Your task:
Please retype the entries below exactly as they are written.

Data for the task:
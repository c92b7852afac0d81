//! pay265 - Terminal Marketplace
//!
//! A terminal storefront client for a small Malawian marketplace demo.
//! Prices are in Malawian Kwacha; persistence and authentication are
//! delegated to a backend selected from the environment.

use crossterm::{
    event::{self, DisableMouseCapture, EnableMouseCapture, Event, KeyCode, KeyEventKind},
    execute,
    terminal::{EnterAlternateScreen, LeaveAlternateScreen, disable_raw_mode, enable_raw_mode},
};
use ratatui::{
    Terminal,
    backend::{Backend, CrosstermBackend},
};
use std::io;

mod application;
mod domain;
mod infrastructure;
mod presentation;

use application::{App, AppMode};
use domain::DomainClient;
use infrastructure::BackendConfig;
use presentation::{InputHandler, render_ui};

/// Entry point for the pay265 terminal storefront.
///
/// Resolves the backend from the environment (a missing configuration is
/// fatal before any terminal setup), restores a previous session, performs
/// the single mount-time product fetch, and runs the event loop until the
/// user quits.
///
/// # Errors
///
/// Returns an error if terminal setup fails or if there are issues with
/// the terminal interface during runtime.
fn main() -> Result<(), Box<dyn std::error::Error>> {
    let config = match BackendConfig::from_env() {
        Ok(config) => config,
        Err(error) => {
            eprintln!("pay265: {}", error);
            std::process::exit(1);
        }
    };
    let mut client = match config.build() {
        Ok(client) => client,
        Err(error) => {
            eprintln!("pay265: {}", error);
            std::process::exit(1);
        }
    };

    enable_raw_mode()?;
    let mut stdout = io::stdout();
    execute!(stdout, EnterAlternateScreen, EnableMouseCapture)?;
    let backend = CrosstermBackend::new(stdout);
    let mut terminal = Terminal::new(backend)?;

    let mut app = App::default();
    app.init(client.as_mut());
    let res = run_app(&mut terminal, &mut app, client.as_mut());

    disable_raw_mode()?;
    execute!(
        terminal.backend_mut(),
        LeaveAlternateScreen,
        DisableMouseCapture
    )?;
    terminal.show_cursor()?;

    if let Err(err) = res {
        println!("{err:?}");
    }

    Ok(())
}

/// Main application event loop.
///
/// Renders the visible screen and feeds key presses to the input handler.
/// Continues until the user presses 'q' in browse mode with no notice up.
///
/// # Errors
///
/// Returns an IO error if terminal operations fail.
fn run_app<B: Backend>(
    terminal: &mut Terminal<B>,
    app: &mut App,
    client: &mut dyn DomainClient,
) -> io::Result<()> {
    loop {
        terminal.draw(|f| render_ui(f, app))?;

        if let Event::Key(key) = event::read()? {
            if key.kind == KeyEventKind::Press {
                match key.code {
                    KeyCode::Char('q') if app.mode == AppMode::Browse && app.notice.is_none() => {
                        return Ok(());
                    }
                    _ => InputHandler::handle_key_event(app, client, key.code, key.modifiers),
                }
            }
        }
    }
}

Result of the exercise:
repository c92b7852afac0d81
//! pay265 - Terminal Marketplace
//!
//! A terminal storefront client for a small Malawian marketplace demo.
//! Prices are in Malawian Kwacha; persistence and authentication are
//! delegated to a backend selected from the environment.

use crossterm::{
    event::{self, DisableMouseCapture, EnableMouseCapture, Event, KeyCode, KeyEventKind},
    execute,
    terminal::{EnterAlternateScreen, LeaveAlternateScreen, disable_raw_mode, enable_raw_mode},
};
use ratatui::{
    Terminal,
    backend::{Backend, CrosstermBackend},
};
use std::io;

mod application;
mod domain;
mod infrastructure;
mod presentation;

use application::{App, AppMode};
use domain::DomainClient;
use infrastructure::BackendConfig;
use presentation::{InputHandler, render_ui};

/// Entry point for the pay265 terminal storefront.
///
/// Resolves the backend from the environment (a missing configuration is
/// fatal before any terminal setup), restores a previous session, performs
/// the single mount-time product fetch, and runs the event loop until the
/// user quits.
///
/// # Errors
///
/// Returns an error if terminal setup fails or if there are issues with
/// the terminal interface during runtime.
fn main() -> Result<(), Box<dyn std::error::Error>> {
    let config = match BackendConfig::from_env() {
        Ok(config) => config,
        Err(error) => {
            eprintln!("pay265: {}", error);
            std::process::exit(1);
        }
    };
    let mut client = match config.build() {
        Ok(client) => client,
        Err(error) => {
            eprintln!("pay265: {}", error);
            std::process::exit(1);
        }
    };

    enable_raw_mode()?;
    let mut stdout = io::stdout();
    execute!(stdout, EnterAlternateScreen, EnableMouseCapture)?;
    let backend = CrosstermBackend::new(stdout);
    let mut terminal = Terminal::new(backend)?;

    let mut app = App::default();
    app.init(client.as_mut());
    let res = run_app(&mut terminal, &mut app, client.as_mut());

    disable_raw_mode()?;
    execute!(
        terminal.backend_mut(),
        LeaveAlternateScreen,
        DisableMouseCapture
    )?;
    terminal.show_cursor()?;

    if let Err(err) = res {
        println!("{err:?}");
    }

    Ok(())
}

/// Main application event loop.
///
/// Renders the visible screen and feeds key presses to the input handler.
/// Continues until the user presses 'q' in browse mode with no notice up.
///
/// # Errors
///
/// Returns an IO error if terminal operations fail.
fn run_app<B: Backend>(
    terminal: &mut Terminal<B>,
    app: &mut App,
    client: &mut dyn DomainClient,
) -> io::Result<()> {
    loop {
        terminal.draw(|f| render_ui(f, app))?;

        if let Event::Key(key) = event::read()? {
            if key.kind == KeyEventKind::Press {
                match key.code {
                    KeyCode::Char('q') if app.mode == AppMode::Browse && app.notice.is_none() => {
                        return Ok(());
                    }
                    _ => InputHandler::handle_key_event(app, client, key.code, key.modifiers),
                }
            }
        }
    }
}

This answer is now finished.